Il presente lavoro di dottorato contribuisce a colmare la lacuna presente nell’ambito delle ricerche sull’impatto degli investitori istituzionali nelle imprese familiari e trova giustificazione, oltre che per l’ampliamento degli studi sul tema, anche nell’analisi dello stato attuale del fenomeno in Italia. Infatti i lavori italiani precedenti si fermano, come ultimo anno di acquisizione, al 2004 ovvero l’ultimo anno analizzato in cui avviene il deal è il 2004 ed il periodo di indagine post deal si ferma al 2006. La tesi si struttura in due parti. La prima parte più teorica e descrittiva contiene una review degli studi italiani ed internazionali distinti rispetto ai due seguenti temi di studi: - la corporate governance - si analizza soprattutto la concentrazione proprietaria e la proprietà manageriale, l’impatto non univoco sulla performance e gli effetti della struttura proprietaria sui diversi processi di governance e tematiche d’impresa, e successivamente la corporate governance e struttura finanziaria nelle imprese familiari (capitolo 1); - l’investimento istituzionale nel capitale di rischio - si illustra inizialmente definizione, modalità di intervento, classificazioni e motivazioni (capitolo 2) e poi si analizzano i legami tra investitori istituzionali e corporate governance e tra questi e la performance (capitolo 3).
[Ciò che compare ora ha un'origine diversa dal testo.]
use async_trait::async_trait;
use dashmap::DashMap;
use rand::Rng;
use std::sync::Arc;
use std::time::Duration;
use tokio::sync::watch;
use tokio::time::Instant;
use tracing::{debug, info, warn};

use super::{ConnectionState, FrameMessage, VideoSource, VideoSourceFactory};
use crate::processing::frame_queue::FrameQueue;
use crate::utils::metrics::Metrics;
use gatewatch_common::utils::current_timestamp_secs;
use gatewatch_common::CameraConfig;

/// Exponential reconnect delay with up to one second of random jitter.
#[derive(Debug, Clone)]
pub struct Backoff {
    floor: Duration,
    cap: Duration,
    current: Duration,
}

impl Backoff {
    pub fn new(floor: Duration, cap: Duration) -> Self {
        Self {
            floor,
            cap,
            current: floor,
        }
    }

    pub fn current(&self) -> Duration {
        self.current
    }

    /// Delay to sleep before the next attempt; doubles the base up to the cap.
    pub fn next_delay(&mut self) -> Duration {
        let jitter = rand::thread_rng().gen_range(0.0..1.0);
        let delay = self.current + Duration::from_secs_f64(jitter);
        self.current = (self.current * 2).min(self.cap);
        delay
    }

    pub fn reset(&mut self) {
        self.current = self.floor;
    }
}

/// Destination for frames a worker emits.
#[async_trait]
pub trait FrameHandler: Send {
    async fn handle_frame(&mut self, msg: FrameMessage);
}

#[async_trait]
impl FrameHandler for Arc<FrameQueue> {
    async fn handle_frame(&mut self, msg: FrameMessage) {
        self.push(msg);
    }
}

/// Owns one camera: connects, reconnects forever with backoff, throttles
/// decoding to the camera's target fps and hands frames to its handler.
pub struct CameraWorker<H: FrameHandler> {
    camera: CameraConfig,
    factory: Arc<dyn VideoSourceFactory>,
    handler: H,
    backoff: Backoff,
    states: Arc<DashMap<String, ConnectionState>>,
    metrics: Arc<Metrics>,
    shutdown: watch::Receiver<bool>,
    sequence: u64,
    last_timestamp: f64,
}

impl<H: FrameHandler> CameraWorker<H> {
    pub fn new(
        camera: CameraConfig,
        factory: Arc<dyn VideoSourceFactory>,
        handler: H,
        backoff: Backoff,
        states: Arc<DashMap<String, ConnectionState>>,
        metrics: Arc<Metrics>,
        shutdown: watch::Receiver<bool>,
    ) -> Self {
        Self {
            camera,
            factory,
            handler,
            backoff,
            states,
            metrics,
            shutdown,
            sequence: 0,
            last_timestamp: 0.0,
        }
    }

    pub async fn run(mut self) {
        let code = self.camera.code.clone();
        info!(camera = %code, "Camera worker started");

        while !self.is_shutdown() {
            self.set_state(ConnectionState::Connecting);

            let mut source = match self.factory.open(&self.camera).await {
                Ok(source) => source,
                Err(e) => {
                    let delay = self.backoff.next_delay();
                    warn!(camera = %code, "Failed to open stream: {:#}. Retrying in {:.1}s", e, delay.as_secs_f64());
                    self.metrics.inc_reconnect(&code);
                    if self.sleep_or_shutdown(delay).await {
                        break;
                    }
                    continue;
                }
            };

            self.set_state(ConnectionState::Connected);
            info!(camera = %code, "Connected");

            self.stream(source.as_mut()).await;
            source.release().await;

            if self.is_shutdown() {
                break;
            }
            self.set_state(ConnectionState::Connecting);
            let delay = self.backoff.next_delay();
            warn!(camera = %code, "Stream lost, reconnecting in {:.1}s", delay.as_secs_f64());
            self.metrics.inc_reconnect(&code);
            if self.sleep_or_shutdown(delay).await {
                break;
            }
        }

        self.states.remove(&code);
        info!(camera = %code, "Camera worker stopped");
    }

    /// Pull frames until the source fails or shutdown is requested.
    async fn stream(&mut self, source: &mut dyn VideoSource) {
        let interval = Duration::from_secs_f64(1.0 / self.camera.target_fps.max(1) as f64);
        let mut last_emitted: Option<Instant> = None;

        loop {
            if self.is_shutdown() {
                return;
            }
            if !source.grab().await {
                return;
            }

            let now = Instant::now();
            if last_emitted.map_or(false, |last| now.duration_since(last) < interval) {
                tokio::task::yield_now().await;
                continue;
            }

            let Some(frame) = source.retrieve().await else {
                debug!(camera = %self.camera.code, "Decode failed, skipping frame");
                continue;
            };
            // Healthy once the first frame arrives.
            if last_emitted.is_none() {
                self.backoff.reset();
            }
            last_emitted = Some(now);

            // Keep per-camera timestamps strictly increasing even if the wall clock steps back.
            let timestamp = current_timestamp_secs().max(self.last_timestamp + 1e-6);
            self.last_timestamp = timestamp;
            self.sequence += 1;

            self.metrics.inc_frames_captured(&self.camera.code);
            self.handler
                .handle_frame(FrameMessage {
                    camera_code: self.camera.code.clone(),
                    frame: Arc::new(frame),
                    timestamp,
                    sequence: self.sequence,
                })
                .await;
        }
    }

    fn set_state(&self, state: ConnectionState) {
        self.states.insert(self.camera.code.clone(), state);
    }

    fn is_shutdown(&self) -> bool {
        *self.shutdown.borrow()
    }

    /// Returns true if shutdown was requested while sleeping.
    async fn sleep_or_shutdown(&mut self, delay: Duration) -> bool {
        tokio::select! {
            _ = tokio::time::sleep(delay) => self.is_shutdown(),
            changed = self.shutdown.changed() => changed.is_err() || *self.shutdown.borrow(),
        }
    }
}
La seconda parte (capitolo 4) è dedicata all’analisi empirica. L’indagine è stata condotta su un campione di 65 imprese familiari italiane e di 35 imprese non familiari selezionate tra le imprese target di PE negli anni 2004, 2005, 2006 e 2007. Inoltre, per avere un quadro più completo del fenomeno italiano, è stato selezionato ed analizzato anche un campione di 72 imprese familiari comparabili non oggetto di PE. Gli obiettivi sono far emergere lo stato attuale del fenomeno dell’investimento istituzionale ed il trend delle operazioni negli ultimi anni, quali sono le caratteristiche delle target e le modalità di intervento, l’influenza che i PE hanno sulla corporate governance e l’impatto sui più importanti indicatori di perfomance operativa ed economica.
Da quanto è emerso nella presente indagine, appare confermarsi le ipotesi originariamente fatte, circa l’esistenza di differenze tra le strutture di corporate governance adottate dalle FB oggetto di PE e quelle presenti nelle FB comparabili. In particolare si può confermare sia l’ipotesi 1, in cui si afferma che le FB target adottano differenti strutture di corporate governance rispetto alle imprese familiari non oggetto di PE, che l’ipotesi 1a, ovvero le proxy delle caratteristiche del CdA assumono livelli più alti/bassi tra FB target e FB comparabili. L’ipotesi 2 (le imprese familiari target si comportano diversamente dalle imprese target non familiari), invece, non può essere confermata in tutte le variabili di governance in quanto le imprese familiari target non si comportano sempre diversamente dalle imprese target non familiari. In riferimento al turnover dell’AD, nel presente lavoro non si possono confermare le ipotesi testate. L’ipotesi 3 (il free cash flow precedente l’ingresso del PE è correlato positivamente con la probabilità di turnover dell’amministratore delegato dopo il deal) non può essere supportata in quanto il coefficiente di regressione relativo al free cash flow non risulta significativo. I risultati non supportano l’ipotesi 4 (il leverage precedente l’ingresso del PE è correlato negativamente con la probabilità di turnover dell’amministratore delegato dopo il deal), infatti il coefficiente di regressione positivo non conferma l’ipotizzata correlazione negativa tra il leverage precedente l’ingresso del PE e la probabilità di turnover dell’amministratore delegato dopo il deal. Per quanto riguarda l’analisi dell’impatto del PE sulla performance delle imprese target ed in particolare delle family business, in seguito all’ingresso dell’investitore istituzionale si registra una prevalente diminuzione di alcune variabili di performance, mentre vi è un miglioramento della performance sotto il profilo occupazionale, in quanto l’occupazione migliora con l’entrata del PE. Come prevedibile, in quanto imprese oggetto di investimento istituzionale, vi è un incremento del leverage (D/E ratio) e dell’equity. Dal confronto con le imprese non familiari target si evince che nelle FB gli effetti del PE sono più accentuati, mentre dal confronto con le imprese familiari non oggetto di PE emergono delle differenze tra i valori medi dei due sottocampioni.
XXIV Ciclo
1984
Стилі APA, Harvard, Vancouver, ISO та ін.
14

Giacomin, Eleonora <1993&gt. "IL CREDIT REAL ESTATE LOAN RISK MODEL – Analisi del rischio immobiliare nel calcolo dei requisiti di capitale delle banche." Master's Degree Thesis, Università Ca' Foscari Venezia, 2018. http://hdl.handle.net/10579/12770.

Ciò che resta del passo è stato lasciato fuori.